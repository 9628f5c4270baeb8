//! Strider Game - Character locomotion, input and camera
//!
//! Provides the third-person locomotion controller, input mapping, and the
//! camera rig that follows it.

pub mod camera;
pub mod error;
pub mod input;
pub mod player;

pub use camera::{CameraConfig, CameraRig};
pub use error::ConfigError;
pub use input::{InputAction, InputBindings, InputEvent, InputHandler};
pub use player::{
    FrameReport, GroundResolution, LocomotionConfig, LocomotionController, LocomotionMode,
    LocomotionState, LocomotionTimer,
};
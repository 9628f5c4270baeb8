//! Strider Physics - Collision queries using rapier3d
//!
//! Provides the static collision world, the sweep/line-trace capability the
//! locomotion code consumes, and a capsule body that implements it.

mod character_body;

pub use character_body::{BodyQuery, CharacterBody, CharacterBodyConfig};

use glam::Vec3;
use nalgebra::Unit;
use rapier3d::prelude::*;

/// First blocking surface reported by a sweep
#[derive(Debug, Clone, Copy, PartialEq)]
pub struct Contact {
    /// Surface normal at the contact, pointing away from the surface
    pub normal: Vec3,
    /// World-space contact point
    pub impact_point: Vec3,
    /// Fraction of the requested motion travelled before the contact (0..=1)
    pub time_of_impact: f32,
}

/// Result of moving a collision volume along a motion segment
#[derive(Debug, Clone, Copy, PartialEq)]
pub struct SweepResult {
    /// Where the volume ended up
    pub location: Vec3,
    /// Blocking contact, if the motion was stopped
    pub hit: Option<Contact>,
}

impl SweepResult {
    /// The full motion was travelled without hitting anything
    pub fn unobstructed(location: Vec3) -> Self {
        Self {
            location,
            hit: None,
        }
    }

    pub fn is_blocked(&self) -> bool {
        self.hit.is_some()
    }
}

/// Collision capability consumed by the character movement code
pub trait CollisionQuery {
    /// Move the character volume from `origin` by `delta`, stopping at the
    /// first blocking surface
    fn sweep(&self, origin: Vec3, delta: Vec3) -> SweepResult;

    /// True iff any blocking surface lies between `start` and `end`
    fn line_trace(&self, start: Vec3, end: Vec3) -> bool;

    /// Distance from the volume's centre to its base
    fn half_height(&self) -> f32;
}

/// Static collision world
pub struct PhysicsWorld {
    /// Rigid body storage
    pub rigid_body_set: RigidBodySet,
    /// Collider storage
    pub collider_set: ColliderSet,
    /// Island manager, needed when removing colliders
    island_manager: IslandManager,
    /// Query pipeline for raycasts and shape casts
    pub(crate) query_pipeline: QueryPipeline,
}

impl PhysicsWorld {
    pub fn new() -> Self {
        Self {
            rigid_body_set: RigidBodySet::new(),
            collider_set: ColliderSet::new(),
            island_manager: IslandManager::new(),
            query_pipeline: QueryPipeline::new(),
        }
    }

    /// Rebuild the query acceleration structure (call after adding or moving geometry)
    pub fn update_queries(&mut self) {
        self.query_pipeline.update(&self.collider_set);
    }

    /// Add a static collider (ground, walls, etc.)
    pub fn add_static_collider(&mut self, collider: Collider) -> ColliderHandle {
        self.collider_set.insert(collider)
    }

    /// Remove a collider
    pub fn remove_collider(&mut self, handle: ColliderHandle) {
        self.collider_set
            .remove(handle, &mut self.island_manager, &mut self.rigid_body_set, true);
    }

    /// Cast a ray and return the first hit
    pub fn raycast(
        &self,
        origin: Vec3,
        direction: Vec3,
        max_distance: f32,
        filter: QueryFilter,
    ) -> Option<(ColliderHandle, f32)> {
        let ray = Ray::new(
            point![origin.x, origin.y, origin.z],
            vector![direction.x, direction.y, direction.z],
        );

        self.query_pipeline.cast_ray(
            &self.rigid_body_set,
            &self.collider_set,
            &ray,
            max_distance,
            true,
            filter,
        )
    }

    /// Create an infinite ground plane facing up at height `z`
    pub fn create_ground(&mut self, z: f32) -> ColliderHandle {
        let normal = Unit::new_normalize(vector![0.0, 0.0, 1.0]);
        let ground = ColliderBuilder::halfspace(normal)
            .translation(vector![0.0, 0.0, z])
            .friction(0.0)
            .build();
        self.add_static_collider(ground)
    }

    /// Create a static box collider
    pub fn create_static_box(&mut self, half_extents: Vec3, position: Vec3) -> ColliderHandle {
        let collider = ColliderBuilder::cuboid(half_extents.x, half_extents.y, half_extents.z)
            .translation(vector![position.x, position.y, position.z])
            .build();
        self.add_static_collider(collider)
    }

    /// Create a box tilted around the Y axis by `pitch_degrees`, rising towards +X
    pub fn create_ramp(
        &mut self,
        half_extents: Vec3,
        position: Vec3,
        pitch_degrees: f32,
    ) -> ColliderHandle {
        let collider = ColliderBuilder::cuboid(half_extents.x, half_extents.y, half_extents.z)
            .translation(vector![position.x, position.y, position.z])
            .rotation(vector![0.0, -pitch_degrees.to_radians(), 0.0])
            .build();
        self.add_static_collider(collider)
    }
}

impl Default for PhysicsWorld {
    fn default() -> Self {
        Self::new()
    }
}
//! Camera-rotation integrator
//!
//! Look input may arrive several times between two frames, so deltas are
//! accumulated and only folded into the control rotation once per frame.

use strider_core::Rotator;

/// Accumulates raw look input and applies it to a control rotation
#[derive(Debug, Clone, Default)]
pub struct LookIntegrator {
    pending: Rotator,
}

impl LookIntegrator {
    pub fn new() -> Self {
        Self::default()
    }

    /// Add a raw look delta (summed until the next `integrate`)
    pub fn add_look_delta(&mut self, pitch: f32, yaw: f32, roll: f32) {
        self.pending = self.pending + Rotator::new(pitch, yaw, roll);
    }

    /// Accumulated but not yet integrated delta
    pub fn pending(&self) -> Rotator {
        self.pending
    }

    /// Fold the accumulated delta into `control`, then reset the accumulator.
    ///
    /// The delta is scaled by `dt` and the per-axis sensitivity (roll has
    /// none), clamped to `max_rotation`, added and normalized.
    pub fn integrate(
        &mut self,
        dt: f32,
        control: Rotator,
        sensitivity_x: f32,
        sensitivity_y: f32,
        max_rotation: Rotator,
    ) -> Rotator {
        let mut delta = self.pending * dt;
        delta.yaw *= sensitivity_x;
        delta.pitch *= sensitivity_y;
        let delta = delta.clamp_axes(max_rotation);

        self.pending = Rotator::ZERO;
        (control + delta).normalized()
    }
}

****************

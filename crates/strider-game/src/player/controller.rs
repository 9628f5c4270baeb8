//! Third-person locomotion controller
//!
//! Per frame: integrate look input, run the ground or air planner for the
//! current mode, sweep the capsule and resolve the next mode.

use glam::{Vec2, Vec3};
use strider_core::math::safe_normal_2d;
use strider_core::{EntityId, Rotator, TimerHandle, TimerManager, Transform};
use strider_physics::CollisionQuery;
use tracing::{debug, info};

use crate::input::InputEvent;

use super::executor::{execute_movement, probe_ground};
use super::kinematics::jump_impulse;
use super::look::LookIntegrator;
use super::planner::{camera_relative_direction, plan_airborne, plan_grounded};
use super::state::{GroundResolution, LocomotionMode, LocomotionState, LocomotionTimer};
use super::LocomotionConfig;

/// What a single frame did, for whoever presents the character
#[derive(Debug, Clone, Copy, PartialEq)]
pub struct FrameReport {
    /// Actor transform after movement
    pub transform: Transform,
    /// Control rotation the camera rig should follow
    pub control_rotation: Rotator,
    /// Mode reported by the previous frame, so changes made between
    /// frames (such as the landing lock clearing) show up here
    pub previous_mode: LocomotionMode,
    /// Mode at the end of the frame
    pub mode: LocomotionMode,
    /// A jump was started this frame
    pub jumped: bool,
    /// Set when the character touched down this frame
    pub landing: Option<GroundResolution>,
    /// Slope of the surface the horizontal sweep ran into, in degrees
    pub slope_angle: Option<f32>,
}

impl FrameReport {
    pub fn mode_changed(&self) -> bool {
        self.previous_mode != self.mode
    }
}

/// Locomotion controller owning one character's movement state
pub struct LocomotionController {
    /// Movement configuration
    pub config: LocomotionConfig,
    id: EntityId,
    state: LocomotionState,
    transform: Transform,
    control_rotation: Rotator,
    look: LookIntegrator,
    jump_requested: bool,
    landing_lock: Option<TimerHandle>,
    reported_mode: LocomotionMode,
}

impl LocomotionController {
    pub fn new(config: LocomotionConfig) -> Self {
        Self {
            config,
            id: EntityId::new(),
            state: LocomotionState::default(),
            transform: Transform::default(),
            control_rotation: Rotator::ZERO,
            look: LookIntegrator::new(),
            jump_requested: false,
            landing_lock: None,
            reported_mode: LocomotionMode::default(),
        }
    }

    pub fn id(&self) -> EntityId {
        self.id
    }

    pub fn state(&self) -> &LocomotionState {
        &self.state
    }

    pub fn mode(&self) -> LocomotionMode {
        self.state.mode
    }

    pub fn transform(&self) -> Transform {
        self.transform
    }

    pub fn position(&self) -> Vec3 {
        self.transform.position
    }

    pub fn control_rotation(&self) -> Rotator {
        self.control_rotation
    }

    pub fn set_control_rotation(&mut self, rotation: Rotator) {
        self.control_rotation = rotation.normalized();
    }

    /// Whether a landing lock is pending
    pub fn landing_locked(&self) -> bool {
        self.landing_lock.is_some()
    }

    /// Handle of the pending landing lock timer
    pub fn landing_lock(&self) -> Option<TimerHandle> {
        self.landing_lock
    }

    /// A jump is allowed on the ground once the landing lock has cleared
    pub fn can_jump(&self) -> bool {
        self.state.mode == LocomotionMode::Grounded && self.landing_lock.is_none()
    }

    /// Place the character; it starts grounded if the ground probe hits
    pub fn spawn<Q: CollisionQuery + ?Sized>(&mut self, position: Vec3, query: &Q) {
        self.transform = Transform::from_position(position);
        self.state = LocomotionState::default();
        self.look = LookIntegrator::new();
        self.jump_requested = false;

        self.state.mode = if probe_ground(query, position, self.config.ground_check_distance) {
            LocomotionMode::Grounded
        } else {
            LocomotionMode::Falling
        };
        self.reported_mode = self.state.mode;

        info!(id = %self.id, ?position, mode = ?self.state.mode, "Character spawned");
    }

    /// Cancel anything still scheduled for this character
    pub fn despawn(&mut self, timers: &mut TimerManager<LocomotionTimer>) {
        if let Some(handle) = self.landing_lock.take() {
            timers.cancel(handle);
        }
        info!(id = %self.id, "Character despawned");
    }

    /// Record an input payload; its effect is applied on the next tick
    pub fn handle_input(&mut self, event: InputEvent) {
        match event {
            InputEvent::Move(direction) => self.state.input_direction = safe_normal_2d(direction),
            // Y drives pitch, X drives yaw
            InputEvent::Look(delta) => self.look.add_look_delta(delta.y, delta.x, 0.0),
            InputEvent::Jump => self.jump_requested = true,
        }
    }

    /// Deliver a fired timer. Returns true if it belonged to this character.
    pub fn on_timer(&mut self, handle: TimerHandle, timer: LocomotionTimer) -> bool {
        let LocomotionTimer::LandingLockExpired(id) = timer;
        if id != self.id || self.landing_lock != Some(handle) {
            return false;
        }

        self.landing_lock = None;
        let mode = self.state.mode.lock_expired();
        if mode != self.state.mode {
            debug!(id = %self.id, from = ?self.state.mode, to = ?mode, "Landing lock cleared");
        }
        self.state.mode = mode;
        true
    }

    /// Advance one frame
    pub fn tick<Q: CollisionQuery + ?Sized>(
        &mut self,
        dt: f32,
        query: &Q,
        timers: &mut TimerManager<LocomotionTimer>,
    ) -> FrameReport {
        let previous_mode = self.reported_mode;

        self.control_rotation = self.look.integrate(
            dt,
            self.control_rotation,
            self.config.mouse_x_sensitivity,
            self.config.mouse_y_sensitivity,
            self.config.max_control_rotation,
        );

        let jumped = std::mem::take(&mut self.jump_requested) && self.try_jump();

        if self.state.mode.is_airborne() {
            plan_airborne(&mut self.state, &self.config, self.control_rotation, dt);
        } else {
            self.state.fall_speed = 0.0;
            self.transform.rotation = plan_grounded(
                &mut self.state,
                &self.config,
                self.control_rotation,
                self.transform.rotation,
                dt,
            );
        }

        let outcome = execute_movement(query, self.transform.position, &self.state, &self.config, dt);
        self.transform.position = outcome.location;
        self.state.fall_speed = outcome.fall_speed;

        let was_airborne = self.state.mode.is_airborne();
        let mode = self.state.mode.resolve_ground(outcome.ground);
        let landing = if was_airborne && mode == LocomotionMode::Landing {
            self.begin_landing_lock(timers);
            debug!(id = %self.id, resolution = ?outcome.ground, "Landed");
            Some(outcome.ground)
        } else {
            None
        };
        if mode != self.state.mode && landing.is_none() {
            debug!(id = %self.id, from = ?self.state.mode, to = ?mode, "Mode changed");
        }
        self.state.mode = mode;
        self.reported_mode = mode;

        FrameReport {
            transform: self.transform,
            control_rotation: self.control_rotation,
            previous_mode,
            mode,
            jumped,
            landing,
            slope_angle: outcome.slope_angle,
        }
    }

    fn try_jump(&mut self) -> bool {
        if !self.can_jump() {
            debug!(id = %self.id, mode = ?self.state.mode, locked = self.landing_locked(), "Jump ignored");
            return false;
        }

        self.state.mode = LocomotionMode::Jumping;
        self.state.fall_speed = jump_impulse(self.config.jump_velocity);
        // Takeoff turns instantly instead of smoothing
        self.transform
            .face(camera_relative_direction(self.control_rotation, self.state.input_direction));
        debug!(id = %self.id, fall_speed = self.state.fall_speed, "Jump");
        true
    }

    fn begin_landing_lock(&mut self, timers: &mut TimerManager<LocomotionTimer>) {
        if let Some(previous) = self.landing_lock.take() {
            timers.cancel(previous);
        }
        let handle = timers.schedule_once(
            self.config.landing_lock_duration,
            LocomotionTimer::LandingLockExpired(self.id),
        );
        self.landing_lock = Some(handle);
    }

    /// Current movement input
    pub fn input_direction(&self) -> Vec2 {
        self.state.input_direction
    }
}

****************

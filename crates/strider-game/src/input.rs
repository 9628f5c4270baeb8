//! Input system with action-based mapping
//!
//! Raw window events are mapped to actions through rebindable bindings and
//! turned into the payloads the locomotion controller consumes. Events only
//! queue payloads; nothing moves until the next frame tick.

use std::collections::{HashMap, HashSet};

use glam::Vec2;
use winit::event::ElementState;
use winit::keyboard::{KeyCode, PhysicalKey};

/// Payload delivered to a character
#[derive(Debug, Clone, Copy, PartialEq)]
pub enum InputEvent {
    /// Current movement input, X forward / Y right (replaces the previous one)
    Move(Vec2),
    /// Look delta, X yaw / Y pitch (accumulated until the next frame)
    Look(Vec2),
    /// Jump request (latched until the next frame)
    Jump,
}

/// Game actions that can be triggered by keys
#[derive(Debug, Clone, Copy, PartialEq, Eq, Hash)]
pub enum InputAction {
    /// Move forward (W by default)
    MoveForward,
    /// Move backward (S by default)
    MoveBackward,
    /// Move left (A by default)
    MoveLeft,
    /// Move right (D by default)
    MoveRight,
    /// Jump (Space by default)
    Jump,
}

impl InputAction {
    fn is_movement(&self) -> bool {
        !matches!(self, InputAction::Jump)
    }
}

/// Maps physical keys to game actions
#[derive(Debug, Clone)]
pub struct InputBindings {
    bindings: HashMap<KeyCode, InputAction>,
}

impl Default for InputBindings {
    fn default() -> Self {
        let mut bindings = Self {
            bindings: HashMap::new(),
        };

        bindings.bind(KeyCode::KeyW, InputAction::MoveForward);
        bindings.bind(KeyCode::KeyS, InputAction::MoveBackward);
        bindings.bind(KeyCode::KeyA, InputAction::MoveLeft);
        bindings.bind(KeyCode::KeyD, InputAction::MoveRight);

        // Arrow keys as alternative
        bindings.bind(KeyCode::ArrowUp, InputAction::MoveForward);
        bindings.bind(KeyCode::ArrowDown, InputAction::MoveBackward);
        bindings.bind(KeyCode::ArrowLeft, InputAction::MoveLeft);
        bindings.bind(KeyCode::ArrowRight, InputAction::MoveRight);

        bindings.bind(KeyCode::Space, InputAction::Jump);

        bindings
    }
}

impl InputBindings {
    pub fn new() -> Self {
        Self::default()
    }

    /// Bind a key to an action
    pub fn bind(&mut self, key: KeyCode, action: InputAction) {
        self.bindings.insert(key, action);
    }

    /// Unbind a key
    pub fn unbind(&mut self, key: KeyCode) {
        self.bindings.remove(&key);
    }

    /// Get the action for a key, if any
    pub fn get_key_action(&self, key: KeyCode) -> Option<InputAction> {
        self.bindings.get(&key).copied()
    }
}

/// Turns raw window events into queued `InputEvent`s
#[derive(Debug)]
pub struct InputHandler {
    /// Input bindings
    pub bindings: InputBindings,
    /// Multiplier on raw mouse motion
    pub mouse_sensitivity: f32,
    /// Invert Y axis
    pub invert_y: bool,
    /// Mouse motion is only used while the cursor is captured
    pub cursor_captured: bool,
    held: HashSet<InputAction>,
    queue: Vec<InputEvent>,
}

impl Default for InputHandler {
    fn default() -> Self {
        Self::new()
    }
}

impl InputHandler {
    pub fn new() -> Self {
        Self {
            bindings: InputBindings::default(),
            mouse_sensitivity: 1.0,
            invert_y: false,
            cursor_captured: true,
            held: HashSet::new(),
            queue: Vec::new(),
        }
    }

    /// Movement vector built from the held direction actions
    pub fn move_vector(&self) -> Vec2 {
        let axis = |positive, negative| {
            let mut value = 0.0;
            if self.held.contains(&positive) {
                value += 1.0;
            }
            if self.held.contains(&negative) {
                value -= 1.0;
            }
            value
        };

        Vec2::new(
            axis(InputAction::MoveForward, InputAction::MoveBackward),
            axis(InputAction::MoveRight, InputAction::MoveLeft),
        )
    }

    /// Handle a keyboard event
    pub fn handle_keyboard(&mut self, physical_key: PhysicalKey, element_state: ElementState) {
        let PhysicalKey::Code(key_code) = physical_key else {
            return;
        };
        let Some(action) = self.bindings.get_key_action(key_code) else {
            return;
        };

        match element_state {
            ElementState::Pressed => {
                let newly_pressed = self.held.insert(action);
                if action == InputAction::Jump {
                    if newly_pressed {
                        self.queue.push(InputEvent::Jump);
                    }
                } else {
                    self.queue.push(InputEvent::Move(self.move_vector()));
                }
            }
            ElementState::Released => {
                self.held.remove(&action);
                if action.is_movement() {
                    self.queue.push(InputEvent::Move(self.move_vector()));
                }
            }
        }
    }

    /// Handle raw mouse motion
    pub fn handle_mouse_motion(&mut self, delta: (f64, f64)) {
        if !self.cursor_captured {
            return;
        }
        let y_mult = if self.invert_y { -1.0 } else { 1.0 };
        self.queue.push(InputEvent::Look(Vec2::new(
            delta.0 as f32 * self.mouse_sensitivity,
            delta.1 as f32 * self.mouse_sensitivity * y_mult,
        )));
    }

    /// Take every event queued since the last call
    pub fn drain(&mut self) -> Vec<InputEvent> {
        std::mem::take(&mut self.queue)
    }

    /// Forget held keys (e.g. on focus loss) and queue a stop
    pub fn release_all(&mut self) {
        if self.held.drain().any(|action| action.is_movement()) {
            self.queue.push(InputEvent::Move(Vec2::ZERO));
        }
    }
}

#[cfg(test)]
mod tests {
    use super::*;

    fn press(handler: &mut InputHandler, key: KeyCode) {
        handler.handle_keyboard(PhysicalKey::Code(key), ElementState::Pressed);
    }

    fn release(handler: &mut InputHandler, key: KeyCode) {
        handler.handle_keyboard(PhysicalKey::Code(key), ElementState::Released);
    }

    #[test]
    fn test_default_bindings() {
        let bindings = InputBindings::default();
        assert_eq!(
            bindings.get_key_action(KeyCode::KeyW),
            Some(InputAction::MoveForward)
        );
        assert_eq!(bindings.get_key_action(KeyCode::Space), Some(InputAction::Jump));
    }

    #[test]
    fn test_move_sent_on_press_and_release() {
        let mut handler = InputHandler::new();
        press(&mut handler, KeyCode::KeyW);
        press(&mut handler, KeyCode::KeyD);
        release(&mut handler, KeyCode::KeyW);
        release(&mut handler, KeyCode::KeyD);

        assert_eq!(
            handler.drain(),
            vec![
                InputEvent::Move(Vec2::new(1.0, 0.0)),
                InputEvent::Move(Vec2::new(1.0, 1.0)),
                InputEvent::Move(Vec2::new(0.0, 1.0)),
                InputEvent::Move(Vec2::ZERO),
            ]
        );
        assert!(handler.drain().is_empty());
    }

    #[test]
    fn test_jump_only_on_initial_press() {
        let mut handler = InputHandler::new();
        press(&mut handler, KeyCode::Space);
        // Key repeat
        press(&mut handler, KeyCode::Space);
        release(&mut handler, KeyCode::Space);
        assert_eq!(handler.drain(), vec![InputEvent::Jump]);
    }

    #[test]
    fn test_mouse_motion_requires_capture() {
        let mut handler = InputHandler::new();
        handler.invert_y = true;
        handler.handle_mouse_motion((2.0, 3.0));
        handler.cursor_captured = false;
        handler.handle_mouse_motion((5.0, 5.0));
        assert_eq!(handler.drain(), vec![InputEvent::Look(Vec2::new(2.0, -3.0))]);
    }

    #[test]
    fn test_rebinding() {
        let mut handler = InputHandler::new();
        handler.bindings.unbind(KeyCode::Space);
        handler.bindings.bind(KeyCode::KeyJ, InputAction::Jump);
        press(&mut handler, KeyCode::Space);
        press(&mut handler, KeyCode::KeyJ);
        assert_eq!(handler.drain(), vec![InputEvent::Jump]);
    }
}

****************

PROBLEM TO SOLVE: In the listing above, find the line holding "pub trait CollisionQuery" and the line holding "fn line_trace(&self, start: Vec3, end: Vec3)", then output those two lines and every line between them exactly.

WRITTEN SOLUTION:
pub trait CollisionQuery {
    /// Move the character volume from `origin` by `delta`, stopping at the
    /// first blocking surface
    fn sweep(&self, origin: Vec3, delta: Vec3) -> SweepResult;

    /// True iff any blocking surface lies between `start` and `end`
    fn line_trace(&self, start: Vec3, end: Vec3) -> bool;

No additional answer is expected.